PZU odnotował bardzo dobry kwartał. Grupa nie tylko zwiększyła przychody z ubezpieczeń do 6,4 mld zł, wypracowała też większy zysk - wyniósł 1,16 mld zł, co oznacza wzrost o 30,7 proc. rok do roku. Skorygowany wskaźnik ROE wyniósł 18,9 proc.
- Rozpoczęliśmy ten rok z bardzo dobrymi wynikami pod względem sprzedaży i rentowności. Zwiększyliśmy przychody z ubezpieczeń o 6,7 proc. r/r, do 6,4 mld zł, umacniając Grupę PZU na pozycji numer jeden z największym udziałem w rynku - wyjaśnia w oficjalnym komunikacie prezes PZU dr hab. Beata Kozłowska-Chyła.

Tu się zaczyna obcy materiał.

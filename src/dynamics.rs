use nalgebra as na;

use crate::config::Plant;
use crate::{Control, State};

/// One forward-Euler step of the planar birotor.
///
/// The rotors push along the body normal, so the total force `u1 + u2`
/// tilts with the orientation while `u1 - u2` produces torque about the
/// body axis. Pure and deterministic: the cost gradient differentiates
/// through repeated calls.
pub fn step(plant: &Plant, x: &State, u: &Control) -> State {
    let (sin_t, cos_t) = x[2].sin_cos();
    let force = u[0] + u[1];
    let torque = u[0] - u[1];

    let ax = -force * sin_t / plant.mass;
    let ay = force * cos_t / plant.mass - plant.gravity;
    let alpha = plant.arm * torque / plant.inertia;

    let dt = plant.dt;
    State::new(
        x[0] + dt * x[3],
        x[1] + dt * x[4],
        x[2] + dt * x[5],
        x[3] + dt * ax,
        x[4] + dt * ay,
        x[5] + dt * alpha,
    )
}

/// Jacobians of one Euler step: `A = d step / d x`, `B = d step / d u`.
///
/// Consumed by the backward (adjoint) sweep of the cost gradient. Only the
/// trigonometric terms depend on the operating point; everything else is
/// constant in `dt` and the plant constants.
pub fn step_jacobians(plant: &Plant, x: &State, u: &Control) -> (na::Matrix6<f64>, na::Matrix6x2<f64>) {
    let (sin_t, cos_t) = x[2].sin_cos();
    let force = u[0] + u[1];
    let dt = plant.dt;

    let mut a = na::Matrix6::identity();
    a[(0, 3)] = dt;
    a[(1, 4)] = dt;
    a[(2, 5)] = dt;
    a[(3, 2)] = -dt * force * cos_t / plant.mass;
    a[(4, 2)] = -dt * force * sin_t / plant.mass;

    let mut b = na::Matrix6x2::zeros();
    b[(3, 0)] = -dt * sin_t / plant.mass;
    b[(3, 1)] = b[(3, 0)];
    b[(4, 0)] = dt * cos_t / plant.mass;
    b[(4, 1)] = b[(4, 0)];
    b[(5, 0)] = dt * plant.arm / plant.inertia;
    b[(5, 1)] = -b[(5, 0)];

    (a, b)
}

#[cfg(test)]
mod tests {
    use approx::assert_relative_eq;

    use super::*;

    #[test]
    fn step_is_deterministic() {
        let plant = Plant::default();
        let x = State::new(0.3, -0.2, 0.7, 1.0, -0.5, 0.2);
        let u = Control::new(0.8, 1.1);
        let a = step(&plant, &x, &u);
        let b = step(&plant, &x, &u);
        assert_eq!(a, b);
    }

    #[test]
    fn hover_is_an_equilibrium() {
        let plant = Plant::default();
        // Equal rotor forces summing to m*g at zero tilt: nothing moves.
        let hover = plant.mass * plant.gravity / 2.0;
        let x = State::zeros();
        let u = Control::new(hover, hover);
        let next = step(&plant, &x, &u);
        assert_relative_eq!(next, x, epsilon = 1e-12);
    }

    #[test]
    fn gravity_pulls_down_without_thrust() {
        let plant = Plant::default();
        let next = step(&plant, &State::zeros(), &Control::zeros());
        assert_relative_eq!(next[4], -plant.dt * plant.gravity, epsilon = 1e-12);
    }

    #[test]
    fn jacobians_match_finite_differences() {
        let plant = Plant::default();
        let x = State::new(0.1, -0.4, 1.2, 0.3, 0.6, -0.9);
        let u = Control::new(1.3, 0.4);
        let (a, b) = step_jacobians(&plant, &x, &u);

        let h = 1e-6;
        for j in 0..6 {
            let mut xp = x;
            let mut xm = x;
            xp[j] += h;
            xm[j] -= h;
            let col = (step(&plant, &xp, &u) - step(&plant, &xm, &u)) / (2.0 * h);
            assert_relative_eq!(a.column(j).into_owned(), col, epsilon = 1e-8, max_relative = 1e-6);
        }
        for j in 0..2 {
            let mut up = u;
            let mut um = u;
            up[j] += h;
            um[j] -= h;
            let col = (step(&plant, &x, &up) - step(&plant, &x, &um)) / (2.0 * h);
            assert_relative_eq!(b.column(j).into_owned(), col, epsilon = 1e-8, max_relative = 1e-6);
        }
    }
}
use log::warn;
use rand::prelude::*;
use rand_distr::StandardNormal;
use rand_xoshiro::Xoshiro256PlusPlus;
use rayon::prelude::*;

use crate::config::{Plant, Weights};
use crate::{cost, ControlSeq, State};

/// Per-call health report of a batch update.
#[derive(Debug, Clone, Copy, Default)]
pub struct Diagnostics {
    /// Candidates whose proposed update contained a non-finite entry and
    /// therefore kept their previous sequence.
    pub rejected: usize,
}

/// Annealed Langevin sampler over a population of control plans.
///
/// One inner iteration moves every candidate independently:
///
/// `U' = U - step_size * j_scale * grad J(x0, U) + sqrt(2 * step_size) * z`
///
/// with `z` i.i.d. standard normal over the flattened sequence. The caller
/// owns the anneal schedule and shrinks `step_size` between iterations, so
/// late iterations inject less noise and the population settles into the
/// cost minimum. Candidates are embarrassingly parallel; each owns its RNG
/// stream, which keeps runs reproducible under rayon scheduling.
pub struct Langevin<const H: usize> {
    plant: Plant,
    weights: Weights,
    j_scale: f64,
}

impl<const H: usize> Langevin<H> {
    pub fn new(plant: Plant, weights: Weights, j_scale: f64) -> Self {
        Self {
            plant,
            weights,
            j_scale,
        }
    }

    /// One noisy gradient step for every candidate in the population.
    pub fn step(
        &self,
        x0: &State,
        population: &mut [ControlSeq<H>],
        rngs: &mut [Xoshiro256PlusPlus],
        step_size: f64,
    ) -> Diagnostics {
        debug_assert_eq!(population.len(), rngs.len());
        let noise_scale = (2.0 * step_size).sqrt();

        let rejected: usize = population
            .par_iter_mut()
            .zip(rngs.par_iter_mut())
            .map(|(u, rng)| {
                let (_, grad) = cost::cost_grad(&self.plant, &self.weights, x0, u);
                let noise = ControlSeq::<H>::from_fn(|_, _| rng.sample(StandardNormal));
                let proposal = *u - step_size * self.j_scale * grad + noise_scale * noise;
                if proposal.iter().all(|v| v.is_finite()) {
                    *u = proposal;
                    0
                } else {
                    1
                }
            })
            .sum();

        if rejected > 0 {
            warn!("langevin: {rejected} candidate update(s) non-finite, kept previous sequences");
        }
        Diagnostics { rejected }
    }

    /// Cost of every candidate at the current plant state.
    pub fn evaluate(&self, x0: &State, population: &[ControlSeq<H>]) -> Vec<f64> {
        population
            .par_iter()
            .map(|u| cost::cost(&self.plant, &self.weights, x0, u))
            .collect()
    }
}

Jak dodaje, ponownie za dobrą dynamikę przychodów odpowiadały ubezpieczenia majątkowe i pozostałe osobowe, gdzie wzrost sięgnął 16,7 proc. r/r. W przypadku segmentu komunikacyjnego przychody wzrosły o 16,5 proc. r/r. - Osiągnęliśmy przy tym bardzo dobrą rentowność naszej podstawowej działalności. Zdolność do ciągłego rozwijania biznesu ubezpieczeniowego przy utrzymywaniu jego wysokiej rentowności to znak rozpoznawczy PZU, wyróżniający nas na tle rynku - stwierdziła szefowa Grupy.
Beata Kozłowska-Chyła wyraziła też przekonanie, że wyniki finansowe potwierdzają stworzenie skutecznej strategii. - Potrafimy przekonująco odpowiedzieć na oczekiwania, zapewniając jednocześnie klientom niezawodne wsparcie w sytuacji wystąpienia ryzyk objętych ochroną - stwierdziła.
PZU podkreśla też swój sukces poza ubezpieczeniami - związany z inwestycjami. Grupa przyznaje, że pomogły w tym wysokie stopy procentowe. Inwestycje przyniosły 600 mln zł, co oznacza wzrost o 35 proc. r/r.